En Allemagne, un laboratoire qui a testé le glyphosate mis en cause pour fraude


En Allemagne, 

un laboratoire qui a testé 

le glyphosate 

mis en cause pour fraude


Accusé de fraude et de torture sur des animaux, le laboratoire agréé LPT a réalisé des études ayant servi dans le dossier de réautorisation de l’herbicide.

Par Stéphane Horel
Publié le 11 février 2020

 Les locaux de la société LPT, à Hambourg (Allemagne), en octobre 2019. BODO MARKS / PICTURE-ALLIANCE /DPA / AP IMAGES


Un chien beagle à l’agonie baigne dans son sang et ses excréments.
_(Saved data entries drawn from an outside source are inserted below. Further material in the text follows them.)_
//! character level scanning: comments, string literals and assignment boundaries
use crate::diagnostic::{Diagnostic, DiagnosticKind, Diagnostics};

/// Tracks whether we are inside a `"…"` literal
///
/// A backslash escapes the character after it, inside and outside of literals. An escaped backslash therefore
/// does not escape a following quote.
#[derive(Debug, Default, Clone, Copy)]
pub(crate) struct Scanner {
    in_string: bool,
    escape_next: bool,
}

impl Scanner {
    /// Feed the next character
    ///
    /// Returns the character if it is structural: outside of a literal, not escaped and not a quote or backslash.
    pub(crate) fn feed(&mut self, c: char) -> Option<char> {
        if self.escape_next {
            self.escape_next = false;
            return None;
        }

        match c {
            '\\' => {
                self.escape_next = true;
                None
            }
            '"' => {
                self.in_string = !self.in_string;
                None
            }
            _ if self.in_string => None,
            _ => Some(c),
        }
    }
}

/// Remove `#` comments and surrounding whitespace from every line
///
/// The number of lines does not change.
pub(crate) fn strip_comments(text: &str) -> String {
    text.lines()
        .map(|line| strip_line_comment(line).trim())
        .collect::<Vec<_>>()
        .join("\n")
}

fn strip_line_comment(line: &str) -> &str {
    let mut scanner = Scanner::default();
    for (index, c) in line.char_indices() {
        if scanner.feed(c) == Some('#') {
            return &line[..index];
        }
    }

    line
}

/// Raw text of one top level assignment
#[derive(Debug, PartialEq)]
pub(crate) struct Assignment<'a> {
    /// 1-based line the assignment starts on
    pub line: usize,
    pub name: &'a str,
    /// Everything after `=`, possibly spanning several lines
    pub value: String,
}

/// Split comment-free text into top level `name = value` assignments
///
/// A line only starts a new assignment while all brackets of the previous value are closed, so the
/// `key = value` lines inside a multi-line object stay part of that object. Brackets are only counted for values
/// that start with `[` or `{`.
///
/// A value whose brackets never close is cut back to the lines before the next `name =` line and reported, the
/// assignments after it are segmented as usual.
pub(crate) fn segment<'a>(text: &'a str, diagnostics: &mut Diagnostics) -> Vec<Assignment<'a>> {
    let lines: Vec<&str> = text.lines().collect();
    let mut assignments: Vec<Assignment> = vec![];
    let mut from = 0;

    while let Some(open) = split(&lines, from, &mut assignments, diagnostics) {
        let Some(unbalanced) = assignments.last_mut() else {
            break;
        };
        diagnostics.log(Diagnostic::new(
            unbalanced.line,
            Some(unbalanced.name.to_string()),
            DiagnosticKind::UnbalancedValue,
        ));

        let first_line = unbalanced.value.find('\n').unwrap_or(unbalanced.value.len());
        unbalanced.value.truncate(first_line);

        from = open + 1;
        while let Some(line) = lines.get(from).filter(|line| assignment_start(line).is_none()) {
            unbalanced.value.push('\n');
            unbalanced.value.push_str(line);
            from += 1;
        }
        tracing::debug!(
            name = unbalanced.name,
            line = unbalanced.line,
            resume = from + 1,
            "unbalanced value cut at next assignment"
        );
    }

    assignments
}

/// Depth-aware segmentation of `lines[from..]`
///
/// Returns the index of the line that started the last assignment if its brackets are still open at the end.
fn split<'a>(
    lines: &[&'a str],
    from: usize,
    assignments: &mut Vec<Assignment<'a>>,
    diagnostics: &mut Diagnostics,
) -> Option<usize> {
    let mut depth = 0;
    let mut open = None;

    for (index, line) in lines.iter().enumerate().skip(from) {
        let line_number = index + 1;

        if depth == 0 {
            if let Some((name, value)) = assignment_start(line) {
                tracing::trace!(name, line = line_number, "assignment");
                depth = if opens_brackets(value) {
                    nesting(value, 0)
                } else {
                    0
                };
                open = Some(index);
                assignments.push(Assignment {
                    line: line_number,
                    name,
                    value: value.to_string(),
                });
                continue;
            }
        }

        match assignments.last_mut() {
            Some(current) => {
                current.value.push('\n');
                current.value.push_str(line);
                if depth > 0 {
                    depth = nesting(line, depth);
                }
            }
            None if !line.is_empty() => diagnostics.log(Diagnostic::new(
                line_number,
                None,
                DiagnosticKind::StrayLine(line.to_string()),
            )),
            None => {}
        }
    }

    open.filter(|_| depth > 0)
}

fn opens_brackets(value: &str) -> bool {
    let value = value.trim_start();
    value.starts_with('[') || value.starts_with('{')
}

/// Match `identifier =` at the start of a line, returns the identifier and the text after `=`
fn assignment_start(line: &str) -> Option<(&str, &str)> {
    let mut chars = line.char_indices();
    match chars.next() {
        Some((_, c)) if c.is_ascii_alphabetic() || c == '_' => {}
        _ => return None,
    }

    let end = chars
        .find(|(_, c)| !(c.is_ascii_alphanumeric() || *c == '_'))
        .map(|(index, _)| index)
        .unwrap_or(line.len());

    let name = &line[..end];
    let rest = line[end..].trim_start();
    let value = rest.strip_prefix('=')?;
    if value.starts_with('=') {
        return None;
    }

    Some((name, value))
}

/// Bracket depth after `line`, starting at `depth`
///
/// Literals do not carry over between lines. Stray closing brackets never take the depth below zero.
fn nesting(line: &str, mut depth: usize) -> usize {
    let mut scanner = Scanner::default();
    for c in line.chars() {
        match scanner.feed(c) {
            Some('[' | '{') => depth += 1,
            Some(']' | '}') => depth = depth.saturating_sub(1),
            _ => {}
        }
    }

    depth
}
Un autre, mort, est accroché par la patte à un crochet de boucher. Le cou coincé dans un étau, un singe se débat, terrorisé. Ces images insoutenables ont été tournées par un militant de Soko Tierschutz, une association allemande de protection des animaux, infiltré dans un laboratoire situé à Hambourg, entre décembre 2018 et mars 2019.

On est ici bien loin des abattoirs que filment d’ordinaire les activistes du droit des animaux. Laboratoire agréé par les autorités, LPT (Laboratory of Pharmacology and Toxicology) a pour vocation d’effectuer, pour des clients des secteurs pharmaceutique, chimique ou cosmétique, des tests sur des médicaments et des produits chimiques dans le respect des meilleurs standards. Ces firmes soumettent ensuite les résultats aux autorités dans le but d’obtenir une autorisation de mise sur le marché ou un renouvellement d’homologation pour leurs produits.

Diffusées sur la chaîne allemande ARD le 15 octobre 2019, ces images de torture au sein du « labo de la mort », comme l’a surnommé l’association, ont soulevé l’indignation au point de faire descendre des manifestants dans la rue. Mais, outre ces violations du droit des animaux, le militant infiltré a également été témoin de fraude. Au cours d’une étude menée pour le compte d’un laboratoire pharmaceutique coréen, un singe, mort au bout de six semaines, a été remplacé par un autre, vivant. Ni vu ni connu : les résultats sont ainsi falsifiés. « C’est comme ça que ça marche, ici », lui a expliqué un employé.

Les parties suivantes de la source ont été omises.